Reklama

Weronika Humaj: "Sami swoi. Początek"? Lęki odrzuciłam na bok

Popularność przyniosła jej rola w serialu "Stulecie Winnych". Teraz w prequelu "Samych swoich" Weronika Humaj wciela się w Manię Ziębicką, żonę Kazimierza Pawlaka. Zbudowała tę postać po swojemu. Jej Mania jest kobietą charakterną, silną, z klasą, choć wie, że jej uczuciami nikt się nie przejmuje. "Po filmie przyszło mi do głowy, że kobiety takie jak Mania były pokoleniem złamanych serc" - mówi PAP Life 31-letnia aktorka.

Popularność przyniosła jej rola w serialu "Stulecie Winnych". Teraz w prequelu "Samych swoich" Weronika Humaj wciela się w Manię Ziębicką, żonę Kazimierza Pawlaka. Zbudowała tę postać po swojemu. Jej Mania jest kobietą charakterną, silną, z klasą, choć wie, że jej uczuciami nikt się nie przejmuje. "Po filmie przyszło mi do głowy, że kobiety takie jak Mania były pokoleniem złamanych serc" - mówi PAP Life 31-letnia aktorka.
Weronika Humaj na premierze filmu "Sami Swoi. Początek" /Jarosław Wojtalewicz /AKPA

PAP Life: Adam Bobik, odtwórca Pawlaka, twój filmowy mąż, przed wejściem na plan oglądał w kółko trylogię Sylwestra Chęcińskiego, bo chciał, jak najwięcej podpatrzeć od Wacława Kowalskiego. A jak ty przygotowywałaś się do roli Mani?

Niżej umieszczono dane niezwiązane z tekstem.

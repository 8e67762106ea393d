//! Arena-backed information-set store.
//!
//! Nodes live in a flat `Vec` addressed by `NodeId`; a hash index maps each
//! `InfoSetKey` to its node. The store is scoped to one `run_search` call.

use log::warn;
use rustc_hash::FxHashMap;
use smallvec::SmallVec;

use crate::error::{ISMCTSError, Result};
use crate::evaluator::{uniform_prior, Evaluator};
use crate::game::GameState;

use super::node::{ISMCTSNode, InfoSetKey, NodeId};

/// Priors within this distance of 1 are left as they are.
pub const PRIOR_TOLERANCE: f64 = 1e-5;

/// Map from information-set key to node.
#[derive(Clone, Debug)]
pub struct InfoSetStore<A> {
    /// All nodes, in creation order.
    nodes: Vec<ISMCTSNode<A>>,

    /// Key to arena index.
    index: FxHashMap<InfoSetKey, NodeId>,
}

impl<A> Default for InfoSetStore<A> {
    fn default() -> Self {
        Self {
            nodes: Vec::new(),
            index: FxHashMap::default(),
        }
    }
}

impl<A: Clone + PartialEq> InfoSetStore<A> {
    /// Create an empty store.
    pub fn new() -> Self {
        Self::default()
    }

    /// Find the node for a key.
    #[must_use]
    pub fn lookup(&self, key: &InfoSetKey) -> Option<NodeId> {
        self.index.get(key).copied()
    }

    /// Get a node by ID.
    #[inline]
    #[must_use]
    pub fn get(&self, id: NodeId) -> &ISMCTSNode<A> {
        &self.nodes[id.0 as usize]
    }

    /// Get a mutable node by ID.
    #[inline]
    pub fn get_mut(&mut self, id: NodeId) -> &mut ISMCTSNode<A> {
        &mut self.nodes[id.0 as usize]
    }

    /// Insert a node under `key`, replacing any existing mapping.
    pub fn insert(&mut self, key: InfoSetKey, node: ISMCTSNode<A>) -> NodeId {
        let id = NodeId::new(self.nodes.len() as u32);
        self.nodes.push(node);
        self.index.insert(key, id);
        id
    }

    /// Return the node for `key`, creating it from `state` if absent.
    ///
    /// A new node gets its priors from `evaluator` (none for terminal
    /// states) and starts unexpanded.
    pub fn lookup_or_create<S, E>(
        &mut self,
        key: InfoSetKey,
        state: &S,
        evaluator: &E,
    ) -> Result<NodeId>
    where
        S: GameState<Action = A>,
        E: Evaluator<S>,
    {
        if let Some(id) = self.lookup(&key) {
            return Ok(id);
        }
        let priors = initial_priors(state, evaluator)?;
        Ok(self.insert(key, ISMCTSNode::new(priors)))
    }

    /// Number of nodes in the store.
    #[must_use]
    pub fn len(&self) -> usize {
        self.nodes.len()
    }

    /// Check if the store is empty.
    #[must_use]
    pub fn is_empty(&self) -> bool {
        self.nodes.is_empty()
    }

    /// Drop every node.
    pub fn clear(&mut self) {
        self.nodes.clear();
        self.index.clear();
    }

    /// Iterate over `(key, node)` pairs in arbitrary order.
    pub fn iter(&self) -> impl Iterator<Item = (&InfoSetKey, &ISMCTSNode<A>)> {
        self.index.iter().map(|(k, id)| (k, self.get(*id)))
    }

    /// Get statistics about the store.
    #[must_use]
    pub fn stats(&self) -> StoreStats {
        StoreStats {
            node_count: self.nodes.len(),
            expanded_count: self.nodes.iter().filter(|n| !n.is_unexpanded()).count(),
            child_count: self.nodes.iter().map(|n| n.children.len()).sum(),
            max_children: self.nodes.iter().map(|n| n.children.len()).max().unwrap_or(0),
        }
    }
}

/// Priors for a freshly created node.
///
/// Evaluator failures and malformed priors fall back to uniform over the
/// legal actions. Priors that cannot be normalized are a protocol error.
pub fn initial_priors<S, E>(state: &S, evaluator: &E) -> Result<SmallVec<[(S::Action, f64); 8]>>
where
    S: GameState,
    E: Evaluator<S>,
{
    if state.is_terminal() {
        return Ok(SmallVec::new());
    }

    let legal = state.legal_actions();
    let priors = match evaluator.prior(state) {
        Ok(priors) if is_well_formed(&priors, &legal) => priors,
        Ok(priors) => {
            warn!(
                "evaluator prior covers {} actions, not the {} legal ones; using uniform prior",
                priors.len(),
                legal.len()
            );
            uniform_prior(&legal)
        }
        Err(e) => {
            warn!("{e}; using uniform prior");
            uniform_prior(&legal)
        }
    };

    normalize_priors(priors.into_iter().collect())
}

fn is_well_formed<A: PartialEq>(priors: &[(A, f64)], legal: &[A]) -> bool {
    if priors.is_empty() {
        return legal.is_empty();
    }
    priors.iter().all(|(a, _)| legal.contains(a))
}

/// Rescale priors to sum to 1.
pub fn normalize_priors<A>(mut priors: SmallVec<[(A, f64); 8]>) -> Result<SmallVec<[(A, f64); 8]>> {
    if priors.is_empty() {
        return Ok(priors);
    }

    if let Some((_, bad)) = priors.iter().find(|(_, p)| !p.is_finite() || *p < 0.0) {
        return Err(ISMCTSError::StateProtocol(format!(
            "prior probability {bad} is not a finite non-negative number"
        )));
    }

    let sum: f64 = priors.iter().map(|(_, p)| p).sum();
    if sum <= 0.0 {
        return Err(ISMCTSError::StateProtocol(
            "prior probabilities sum to zero".into(),
        ));
    }

    if (sum - 1.0).abs() > PRIOR_TOLERANCE {
        warn!("priors sum to {sum}, renormalizing");
        for (_, p) in priors.iter_mut() {
            *p /= sum;
        }
    }

    Ok(priors)
}

/// Statistics about an information-set store.
#[derive(Clone, Debug, Default, PartialEq, Eq)]
pub struct StoreStats {
    /// Total number of nodes.
    pub node_count: usize,

    /// Nodes visited at least once.
    pub expanded_count: usize,

    /// Total number of expanded actions.
    pub child_count: usize,

    /// Largest number of expanded actions at one node.
    pub max_children: usize,
}

impl StoreStats {
    /// Average expanded actions per node.
    #[must_use]
    pub fn branching_factor(&self) -> f64 {
        if self.node_count == 0 {
            0.0
        } else {
            self.child_count as f64 / self.node_count as f64
        }
    }
}

#[cfg(test)]
mod tests {
    use super::*;
    use crate::core::{PlayerId, SearchRng};
    use crate::evaluator::{EvalError, UniformEvaluator};
    use crate::games::kuhn::{KuhnAction, KuhnState};

    struct FixedPrior(std::result::Result<Vec<(KuhnAction, f64)>, EvalError>);

    impl Evaluator<KuhnState> for FixedPrior {
        fn prior(
            &self,
            _state: &KuhnState,
        ) -> std::result::Result<Vec<(KuhnAction, f64)>, EvalError> {
            self.0.clone()
        }

        fn evaluate(
            &self,
            _state: &KuhnState,
            _rng: &mut SearchRng,
        ) -> std::result::Result<Vec<f64>, EvalError> {
            Ok(vec![0.0, 0.0])
        }
    }

    fn key(info: &str) -> InfoSetKey {
        InfoSetKey::new(PlayerId::new(0), info)
    }

    #[test]
    fn test_lookup_or_create_reuses_node() {
        let mut store = InfoSetStore::new();
        let state = KuhnState::with_cards(0, 1);

        let a = store.lookup_or_create(key("J:"), &state, &UniformEvaluator).unwrap();
        let b = store.lookup_or_create(key("J:"), &state, &UniformEvaluator).unwrap();
        let c = store.lookup_or_create(key("Q:"), &state, &UniformEvaluator).unwrap();

        assert_eq!(a, b);
        assert_ne!(a, c);
        assert_eq!(store.len(), 2);
        assert!(store.get(a).is_unexpanded());
        assert_eq!(store.get(a).priors.len(), 2);
    }

    #[test]
    fn test_terminal_node_has_no_priors() {
        let mut state = KuhnState::with_cards(0, 1);
        state.apply_action(&KuhnAction::Pass);
        state.apply_action(&KuhnAction::Pass);

        let priors = initial_priors(&state, &UniformEvaluator).unwrap();
        assert!(priors.is_empty());
    }

    #[test]
    fn test_failed_prior_falls_back_to_uniform() {
        let state = KuhnState::with_cards(0, 1);
        let eval = FixedPrior(Err(EvalError::msg("boom")));

        let priors = initial_priors(&state, &eval).unwrap();
        assert_eq!(priors.len(), 2);
        assert!(priors.iter().all(|(_, p)| (*p - 0.5).abs() < 1e-12));
    }

    #[test]
    fn test_malformed_prior_falls_back_to_uniform() {
        let state = KuhnState::with_cards(0, 1);

        let illegal = FixedPrior(Ok(vec![(KuhnAction::Deal(2), 1.0)]));
        let priors = initial_priors(&state, &illegal).unwrap();
        assert_eq!(priors.len(), 2);
        assert!(priors.iter().all(|(a, _)| *a != KuhnAction::Deal(2)));

        let empty = FixedPrior(Ok(vec![]));
        assert_eq!(initial_priors(&state, &empty).unwrap().len(), 2);
    }

    #[test]
    fn test_prior_renormalized() {
        let state = KuhnState::with_cards(0, 1);
        let eval = FixedPrior(Ok(vec![(KuhnAction::Pass, 1.0), (KuhnAction::Bet, 3.0)]));

        let priors = initial_priors(&state, &eval).unwrap();
        assert!((priors[0].1 - 0.25).abs() < 1e-12);
        assert!((priors[1].1 - 0.75).abs() < 1e-12);
    }

    #[test]
    fn test_unnormalizable_prior_is_protocol_error() {
        let state = KuhnState::with_cards(0, 1);

        let zero = FixedPrior(Ok(vec![(KuhnAction::Pass, 0.0), (KuhnAction::Bet, 0.0)]));
        assert!(matches!(initial_priors(&state, &zero), Err(ISMCTSError::StateProtocol(_))));

        let negative = FixedPrior(Ok(vec![(KuhnAction::Pass, -0.5), (KuhnAction::Bet, 1.5)]));
        assert!(matches!(initial_priors(&state, &negative), Err(ISMCTSError::StateProtocol(_))));

        let nan = FixedPrior(Ok(vec![(KuhnAction::Pass, f64::NAN)]));
        assert!(initial_priors(&state, &nan).is_err());
    }

    #[test]
    fn test_clear_and_stats() {
        let mut store = InfoSetStore::new();
        let state = KuhnState::with_cards(0, 1);
        let id = store.lookup_or_create(key("J:"), &state, &UniformEvaluator).unwrap();
        store.lookup_or_create(key("J:p"), &state, &UniformEvaluator).unwrap();

        store.get_mut(id).total_visits = Some(0);
        store.get_mut(id).backpropagate(Some(&KuhnAction::Bet), 1.0);

        let stats = store.stats();
        assert_eq!(stats.node_count, 2);
        assert_eq!(stats.expanded_count, 1);
        assert_eq!(stats.child_count, 1);
        assert_eq!(stats.max_children, 1);
        assert_eq!(stats.branching_factor(), 0.5);
        assert_eq!(store.iter().count(), 2);

        store.clear();
        assert!(store.is_empty());
        assert!(store.lookup(&key("J:")).is_none());
    }
}
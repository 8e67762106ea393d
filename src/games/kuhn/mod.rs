//! Kuhn poker for exercising the search.
//!
//! The smallest interesting imperfect-information card game:
//! - Three cards (J, Q, K), two players, one private card each
//! - Dealing happens at chance nodes
//! - One betting round with pass/bet actions
//!
//! Implements `resample_from_infostate`, so it needs no injected resampler.

mod game;

pub use game::{KuhnAction, KuhnState, DECK_SIZE};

Weronika Humaj: - Pamiętałam "Samych swoich" z dzieciństwa. Chyba najbardziej interesował mnie w nich wątek zakazanej miłości Jadźki i Witii. Kiedy dowiedziałam się, że zagram Manię Ziębicką, obejrzałam całą trylogię, ale tylko raz. Maria Zbyszewska stworzyła tam wspaniałą postać, ale ja od początku czułam, że moja bohaterka będzie się różniła od tej, którą znamy z trylogii. Bo "Sami swoi. Początek" to inny film, inna opowieść. Od Marii Zbyszewskiej "pożyczyłam" kilka cech, które wyróżniają Pawlakową - pewną posągowość, powściągliwość w gestach, jakiś rodzaj usztywnienia, a jednocześnie siłę, którą w niej dostrzegłam. Dla mnie przede wszystkim materiałem do pracy nad rolę był scenariusz świetnie napisany przez Andrzeja Mularczyka. Zabawny, a jednocześnie wzruszający. I nawet jeśli wcześniej czasem pojawiały wątpliwości, czy ten projekt nie będzie zbyt ryzykownym przedsięwzięciem, że może naruszamy jakąś świętość, to kiedy poznałam scenariusz, wszystkie lęki odrzuciłam na bok.

Reklama

Mania nie mówi zbyt wiele. Grasz gestem, spojrzeniem. Dla mnie w oczach Mani jest zarówno rezygnacja, ale też ogromna siła. Wie, że musi sobie poradzić.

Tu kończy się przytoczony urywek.